受動喫煙規制の「エビデンス」は?

 さらにはこの問題には、たばこ農家、JTなどのたばこ産業、さらにはそのJT株の33%を保有しており、たばこが生み出す約2兆円の税収を重視する財務省というステークホルダー(利害関係者)も存在する。

 こうした特定の産業や省庁の利益を尊重すれば、大多数の国民の健康や社会厚生が軽視される可能性もある。そうならないためには、これまでの研究で示された「因果関係を示唆する科学的な根拠」(エビデンス)に基づいて、政策形成を行うことが重要だ。ここで現在の受動喫煙規制を考える上で重要な過去の研究成果についてまとめておこう。

 第一に、ファイザー製薬によると、副流煙に含まれるニコチンやタールなどの有害物質は、たばこを吸う本人が吸う煙(主流煙)の約3倍にも上ることがわかっている。しかも、厚生労働省の研究班が実施した調査によると、日本では受動喫煙によって、1年間に1万5千人が心筋梗塞や肺がんで死亡していると推計されている(厚生労働省研究班の研究)。これは、1年間の交通事故死亡者数の3倍に相当する。

 ハーバード大学のイチロー・カワチ教授の研究では、自宅や職場で習慣的に受動喫煙している人で91%も心筋梗塞になるリスクが高くなり、居酒屋やバーに行ったときに時々受動喫煙する人すら58%も高くなることが明らかになっている。しかも、アルゼンチンで行われた研究では、受動喫煙に厳しい規制を導入したことによって、心筋梗塞によって入院する患者数が13%も減少したことが示されている。

受動喫煙を厳しく規制しても
飲食店の売上は落ちない

 第二に、受動喫煙防止案でもっとも議論がわかれる飲食店の売上への影響である。顧客に喫煙者が多い小規模なバーや居酒屋の売上に大きなダメージを与えるのではないかというわけだ。確かにこの議論は一見もっともらしいように見えるが、国内外で行われた数々の研究がこれを否定している。

 代表的なものとしては、WHOの付属機関のIARC(国際がん研究所)の報告がある。世界の169の報告のうち、信頼性が高いとされた49の調査がレビューされ、そのうち実に47の結果で、全面禁煙でも飲食店の売上は落ちていないことがわかっている。むしろ規制が行われた後、飲食店の売上が上がったことを示す研究もあるほどだ。

 全体では20%弱にすぎない喫煙者率だが、年齢別に見てみると喫煙者率が高いのは30才代から50才代の男性である。飲食店が禁煙になったからといって、この年代の男性が外食を自宅での食事に代替するとは考えにくい。むしろ、全体の80%を占める非喫煙者の利用が増え、売上が上がったというわけだ。
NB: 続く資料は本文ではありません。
//! # KRODE Common Utilities (`common`)
//!
//! File: cli/src/common/mod.rs
//!
//! ## Overview
//!
//! Shared utilities used by several commands, kept apart from command
//! logic (`commands::`) and core infrastructure (`core::`).
//!
//! - **`ui`**: terminal presentation of replies (markup rendering, speaker prefixes).
//!

/// Utilities for terminal output of chat replies.
pub mod ui;
//! # KRODE Error Types
//!
//! File: cli/src/core/error.rs
//!
//! ## Overview
//!
//! This module defines the error types used throughout the KRODE assistant.
//! The responder itself never fails; errors only come from the layers around
//! it: loading configuration, loading a custom rule table, rejecting blank
//! chat messages and running the HTTP server.
//!
//! ## Architecture
//!
//! The error system consists of three components:
//! - `KrodeError`: the application error enum, built with `thiserror`
//! - `RuleTableError`: validation failures for rule files, wrapped by `KrodeError::RuleTable`
//! - `Result<T>`: a type alias for `anyhow::Result<T>` for flexible propagation
//!
//! ## Examples
//!
//! ```rust
//! // Return a specific error type
//! if message.trim().is_empty() {
//!     return Err(KrodeError::EmptyMessage.into());
//! }
//!
//! // Add context to errors using anyhow
//! let content = fs::read_to_string(&path)
//!     .with_context(|| format!("Failed to read rule file: {}", path.display()))?;
//! ```
//!
use crate::core::rules::Category;
use thiserror::Error;

/// Custom error type for the KRODE application.
#[derive(Error, Debug)]
pub enum KrodeError {
    #[error("Configuration error: {0}")]
    Config(String),

    #[error("Invalid rule table: {source}")]
    RuleTable {
        #[from]
        source: RuleTableError,
    },

    #[error("Message is empty; nothing to send.")]
    EmptyMessage,

    #[error("Server error: {0}")]
    Server(String),
}

/// Reasons a rule table is rejected when it is loaded from a file.
///
/// Every variant corresponds to a broken table invariant: exactly one
/// fallback rule, without terms, placed last; every other rule carries
/// at least one term; categories are unique; templates are non-blank.
#[derive(Error, Debug, Clone, PartialEq, Eq)]
pub enum RuleTableError {
    #[error("the rule table contains no rules")]
    Empty,

    #[error("no fallback rule is defined")]
    MissingFallback,

    #[error("more than one fallback rule is defined")]
    DuplicateFallback,

    #[error("the fallback rule must be the last rule (found at position {position})")]
    FallbackNotLast { position: usize },

    #[error("the fallback rule must not declare match terms")]
    FallbackHasTerms,

    #[error("rule '{category}' has no match terms")]
    NoTerms { category: Category },

    #[error("category '{category}' is defined more than once")]
    DuplicateCategory { category: Category },

    #[error("rule '{category}' has a blank template")]
    BlankTemplate { category: Category },
}

/// Type alias for Result using anyhow::Error for broad compatibility.
pub type Result<T> = anyhow::Result<T>;
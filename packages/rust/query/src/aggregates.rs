//! Aggregate views computed over the whole knowledge base.

use std::collections::BTreeMap;

use riskbase_normalize::parse_score;
use riskbase_shared::{IndustryExposure, KnowledgeBase, OccupationRecord, TableRecord, TaskAutomation};

const INDUSTRY_TERMS: &[&str] = &["industry", "sector", "naics"];
const SCORE_TERMS: &[&str] = &["exposure", "risk", "score"];

fn column(table: &TableRecord, terms: &[&str], exclude: Option<usize>) -> Option<usize> {
    table.headers.iter().enumerate().position(|(i, h)| {
        let lower = h.to_lowercase();
        Some(i) != exclude && terms.iter().any(|t| lower.contains(t))
    })
}

/// Exposure rows from every table with an industry column and a numeric
/// score column, highest score first.
pub(crate) fn industry_exposure(kb: &KnowledgeBase) -> Vec<IndustryExposure> {
    let mut rows = Vec::new();
    for table in &kb.tables {
        let Some(industry_col) = column(table, INDUSTRY_TERMS, None) else {
            continue;
        };
        let Some(score_col) = column(table, SCORE_TERMS, Some(industry_col)) else {
            continue;
        };
        for row in &table.rows {
            let industry = row.get(industry_col).map(|c| c.trim()).unwrap_or_default();
            let score = row.get(score_col).and_then(|c| parse_score(c));
            let Some(score) = score.filter(|_| !industry.is_empty()) else {
                continue;
            };
            rows.push(IndustryExposure {
                industry: industry.to_string(),
                score,
                table_id: table.id.clone(),
            });
        }
    }
    rows.sort_by(|a, b| b.score.total_cmp(&a.score));
    rows
}

/// Key tasks across occupations (case-insensitive), with how many
/// occupations list each and their mean score, highest mean first.
pub(crate) fn task_automation(occupations: &[OccupationRecord]) -> Vec<TaskAutomation> {
    // lowercased task -> (first spelling seen, count, score sum)
    let mut tasks: BTreeMap<String, (String, usize, f64)> = BTreeMap::new();
    for occ in occupations {
        for task in &occ.key_tasks {
            let entry = tasks
                .entry(task.to_lowercase())
                .or_insert_with(|| (task.clone(), 0, 0.0));
            entry.1 += 1;
            entry.2 += occ.risk_score;
        }
    }

    let mut out: Vec<TaskAutomation> = tasks
        .into_values()
        .map(|(task, count, sum)| TaskAutomation {
            task,
            occupation_count: count,
            average_risk_score: sum / count as f64,
        })
        .collect();
    out.sort_by(|a, b| b.average_risk_score.total_cmp(&a.average_risk_score));
    out
}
 近年は、「デニーズ」や「ケンタッキーフライドチキン」などの大手ファミリーレストランやファーストフードチェーンが自主的に全面禁煙を打ち出しているほか、最近では居酒屋である「串カツ田中」も全面禁煙、レンタカー大手の「ニッポンレンタカー」までもが全面禁煙とすることを発表し、話題になっている。